Until this morning, I can recall only one other time in my life when I realized the probability that I could be dead within minutes was something close to fifty-fifty. I was on a regional jet from Jackson, Mississippi to Dallas, Texas when the nineteen-seat plane suddenly and unexpectedly flew into a violent thunderstorm. Unlike this morning, the recognition of danger was immediate, chaotic, and blessedly, short lived.
Melissa and I met our guide and driver this morning for a two-hour ride to Ha Long Bay and a much anticipated two-day cruise on a 25-person boat. We had the same driver we had used for the past two days. From the moment we met him at the airport, I had an uneasy feeling about him. I was not afraid, just unsettled. I let it go. Not everyone on this trip could be or should be as gracious, lovely and kind as our previous drivers and guides. Maybe he had a bad day.
Our first full day in Hanoi, he drove us short distances through the city, letting us out to walk and sightsee with our guide. The narrow roads are clogged with 6.5 million motorbikes all jockeying for position like swimmers at the start of the Ironman. I sensed nothing unusual about his driving. Everyone dodged and weaved through these narrow streets without traffic lights, coming within inches of one another. Crossing the street is like finding yourself inside that old computer game called “Frogger.” Once you start across the street, you do not stop. You speed up or slow down to avoid being clipped or squashed. You do not, however, get extra lives.
On our last day, we checked out of our hotel, wonderfully called the “La Siesta Trendy.” Four beautifully dressed, young employees stood beside our car and waved until we meshed with the traffic. It was not until we reached the expressway that I realized, not as suddenly, but no less forcefully, that the odds of Melissa, our guide and me dying or being seriously injured within the next few moments had become dangerously high. Our driver had become extremely erratic, weaving across four empty lanes of the highway. One second we were less than two inches from the concrete barrier dividing the highway. The next second we were on the shoulder.
I touched our guide on the arm and asked if our driver was okay. She mouthed silently, “I am worried.” A moment later, at 140 kilometers per hour our driver tried to split the distance between a van and car missing the van by a whisker. Melissa cried out and we both told the guide to tell the driver to pull over. He protested for another harrowing 100 meters before stopping on the shoulder with part of the car still on the highway. Our guide, Melissa and I leaped out of the car and I dashed to the rear to open the hatch before he could drive away. We stacked ourselves and our luggage against the guardrail as our guide yelled in Vietnamese at the driver who, from body language, tried to pretend that he knew exactly what he was doing. We managed to flag down another van that took us to a rest stop, and then secured a different van to take us to our boat.
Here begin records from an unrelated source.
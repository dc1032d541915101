//! Array Run Demo
//!
//! Lays out a small tidal array with three interfaces: a site survey,
//! a hydrodynamic layout and an electrical network. Costs are computed on
//! the layout alone and on the whole array; the run is then inspected and
//! reset to the layout stage.
//!
//! Set `RUST_LOG=debug` to follow the orchestrator. An optional first
//! argument names a RON configuration file.

use fathom_core::{
    BoxError, Branch, Connector, Core, CoreConfig, Interface, InterfaceCatalog, OutputScope,
    Point, Value, VariableId,
};
use std::collections::HashMap;
use tracing::info;
use tracing_subscriber::EnvFilter;

type Compute = fn(&HashMap<String, Value>) -> Vec<(&'static str, Value)>;

/// Interface backed by a plain function
struct FnInterface {
    id: &'static str,
    required: &'static [&'static str],
    optional: &'static [&'static str],
    outputs: &'static [&'static str],
    compute: Compute,
    inputs: HashMap<String, Value>,
    results: HashMap<String, Value>,
}

impl FnInterface {
    fn boxed(
        id: &'static str,
        required: &'static [&'static str],
        optional: &'static [&'static str],
        outputs: &'static [&'static str],
        compute: Compute,
    ) -> impl Fn() -> Box<dyn Interface> + Send + Sync + 'static {
        move || -> Box<dyn Interface> {
            Box::new(FnInterface {
                id,
                required,
                optional,
                outputs,
                compute,
                inputs: HashMap::new(),
                results: HashMap::new(),
            })
        }
    }
}

fn ids(names: &[&str]) -> Vec<VariableId> {
    names.iter().map(|name| VariableId::new(*name)).collect()
}

impl Interface for FnInterface {
    fn id(&self) -> &str {
        self.id
    }

    fn required_inputs(&self) -> Vec<VariableId> {
        ids(self.required)
    }

    fn optional_inputs(&self) -> Vec<VariableId> {
        ids(self.optional)
    }

    fn outputs(&self) -> Vec<VariableId> {
        ids(self.outputs)
    }

    fn put_data(&mut self, id: &VariableId, value: Value) {
        self.inputs.insert(id.as_str().to_string(), value);
    }

    fn connect(&mut self) -> Result<(), BoxError> {
        for (id, value) in (self.compute)(&self.inputs) {
            self.results.insert(id.to_string(), value);
        }
        Ok(())
    }

    fn get_data(&self, id: &VariableId) -> Option<Value> {
        self.results.get(id.as_str()).cloned()
    }
}

fn float(inputs: &HashMap<String, Value>, id: &str) -> f64 {
    inputs.get(id).and_then(Value::as_float).unwrap_or_default()
}

fn total(inputs: &HashMap<String, Value>, id: &str) -> f64 {
    inputs
        .get(id)
        .and_then(Value::as_series)
        .map(|series| series.iter().sum())
        .unwrap_or_default()
}

fn site(_: &HashMap<String, Value>) -> Vec<(&'static str, Value)> {
    vec![("site.depth", Value::Float(42.0))]
}

fn hydro(inputs: &HashMap<String, Value>) -> Vec<(&'static str, Value)> {
    let depth = float(inputs, "site.depth");
    let spacing = inputs
        .get("array.spacing")
        .and_then(Value::as_float)
        .unwrap_or(60.0);

    // Two staggered rows of six devices
    let layout: Vec<Point> = (0..12)
        .map(|i| {
            let row = f64::from(i / 6);
            let column = f64::from(i % 6);
            Point::new(column * spacing + row * spacing / 2.0, row * spacing, -depth)
        })
        .collect();
    let energy: Vec<f64> = layout
        .iter()
        .enumerate()
        .map(|(i, _)| if i < 6 { 1_800.0 } else { 1_650.0 })
        .collect();

    vec![
        ("array.layout", Value::from(layout)),
        ("array.energy", Value::from(energy)),
    ]
}

fn elec(inputs: &HashMap<String, Value>) -> Vec<(&'static str, Value)> {
    let Some(layout) = inputs.get("array.layout").and_then(Value::as_layout) else {
        return Vec::new();
    };
    let cable: f64 = layout
        .windows(2)
        .map(|pair| pair[0].distance_2d(&pair[1]))
        .sum();
    let losses = total(inputs, "array.energy") * (0.01 + cable / 100_000.0);
    vec![
        ("cable.length", Value::Float(cable)),
        ("cable.losses", Value::Float(losses)),
    ]
}

fn economics(inputs: &HashMap<String, Value>) -> Vec<(&'static str, Value)> {
    let energy = total(inputs, "array.energy") - float(inputs, "cable.losses");
    if energy <= 0.0 {
        return Vec::new();
    }
    vec![("lcoe", Value::Float(2_500_000.0 / energy))]
}

fn catalog() -> fathom_core::Result<InterfaceCatalog> {
    let mut catalog = InterfaceCatalog::new();
    catalog.register(
        "ProjectInterface",
        FnInterface::boxed("Site", &[], &[], &["site.depth"], site),
    )?;
    catalog.register(
        "ModuleInterface",
        FnInterface::boxed(
            "Hydrodynamics",
            &["site.depth"],
            &["array.spacing"],
            &["array.layout", "array.energy"],
            hydro,
        ),
    )?;
    catalog.register(
        "ModuleInterface",
        FnInterface::boxed(
            "Electrical",
            &["array.layout", "array.energy"],
            &[],
            &["cable.length", "cable.losses"],
            elec,
        ),
    )?;
    catalog.register(
        "ThemeInterface",
        FnInterface::boxed(
            "Economics",
            &["array.energy"],
            &["cable.losses"],
            &["lcoe"],
            economics,
        ),
    )?;
    Ok(catalog)
}

fn main() -> Result<(), Box<dyn std::error::Error>> {
    tracing_subscriber::fmt()
        .with_env_filter(EnvFilter::from_default_env())
        .init();

    println!("=== Fathom Array Run Demo ===\n");

    let config = match std::env::args().nth(1) {
        Some(path) => CoreConfig::load_file(path)?,
        None => CoreConfig::default(),
    };
    let core = Core::with_config(config, catalog()?);

    let mut project = core.new_project("Tidal array", "Baseline")?;
    for _ in 0..core.config().hubs.len() {
        core.new_hub(&mut project)?;
    }
    core.add_datastate(&mut project, None, [("array.spacing", 80.0)])?;

    let project_hub = Connector::new("project");
    let modules = Connector::new("modules");
    let themes = Connector::new("themes");

    project_hub.activate_interface(&core, &mut project, "Site")?;
    project_hub.auto_execute(&core, &mut project, None, true, false)?;

    for id in modules.available_interfaces(&core, &project)? {
        modules.activate_interface(&core, &mut project, id)?;
    }
    themes.activate_interface(&core, &mut project, "Economics")?;

    println!("Scheduled modules: {:?}", modules.scheduled_interface_ids(&project)?);
    modules.auto_execute(&core, &mut project, None, true, false)?;
    themes.auto_execute(&core, &mut project, None, true, false)?;

    println!("Levels: {:?}", core.get_levels(&project, false)?);
    println!("LCOE: {}", core.get_data_value(&project, "lcoe", None)?);

    // Themes on the layout alone, then on everything
    core.mask_states(&mut project, Some("output"), None)?;
    core.unmask_states(&mut project, Some("hydrodynamics"))?;
    themes.auto_execute(&core, &mut project, Some("hydrodynamics local"), false, true)?;
    core.unmask_states(&mut project, None)?;
    themes.auto_execute(&core, &mut project, Some("hydrodynamics global"), false, true)?;

    // Look at the data as it stood after the layout
    Branch::new("modules", "Hydrodynamics").inspect(
        &core,
        &mut project,
        Some(OutputScope::Local),
    )?;
    println!(
        "Cable losses visible after inspect: {}",
        core.has_data(&project, "cable.losses")?
    );
    println!("Layout-only LCOE: {}", core.get_data_value(&project, "lcoe", None)?);
    for (level, value) in core.get_level_values(&project, "lcoe", None, None)? {
        println!("  {level}: {value}");
    }

    // Re-run the electrical network from scratch
    Branch::new("modules", "Electrical").reset(&core, &mut project, None)?;
    info!(
        scheduled = ?modules.scheduled_interface_ids(&project)?,
        "electrical reset"
    );
    println!("Levels after reset: {:?}", core.get_levels(&project, false)?);
    for (title, value) in core.get_project_values(&project, "lcoe", None, None, true)? {
        println!("  {}: {:?}", title.unwrap_or("untitled"), value.map(Value::to_string));
    }

    println!("\n=== Demo Complete ===");
    Ok(())
}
Buddhists believe in Karma. Christians believe in miracles and divine intervention. Humanists believe, if that is the right word, in luck. I believe there are moments in my life when confronted with a metaphorical fork in the road, I have managed to choose the option that led to safety. Was it luck, good Karma or my mother’s endless prayers for my safety? Was it a loving God, a benign Zeus who reached down from on high and planted us safely in another van? I do not have the answers to those questions. I find myself on this trip surrounded by beliefs and people who see the world from a different angle than I. Still, I find the differences illusory, a human-made distinction without substance, like the semantics of insisting on one name for God. We are safe. We are alive. We are grateful. The rest, every single bit of it, is irrelevant. Amen. Namaste. Thank you.
Love the way you write! I’m still shaking. Glad you are safe.
Your Mom is not the only one praying for you, so is your godmother! Be safe!
Ah yes, my Godmother has been my guardian angel for as long as I can remember! Sorry about the Saints, but at least they were in it till the quarters. Love you both and thanks for reading.
What a terrifying experience, Donny. I’m so sorry it happened and glad you did what you did.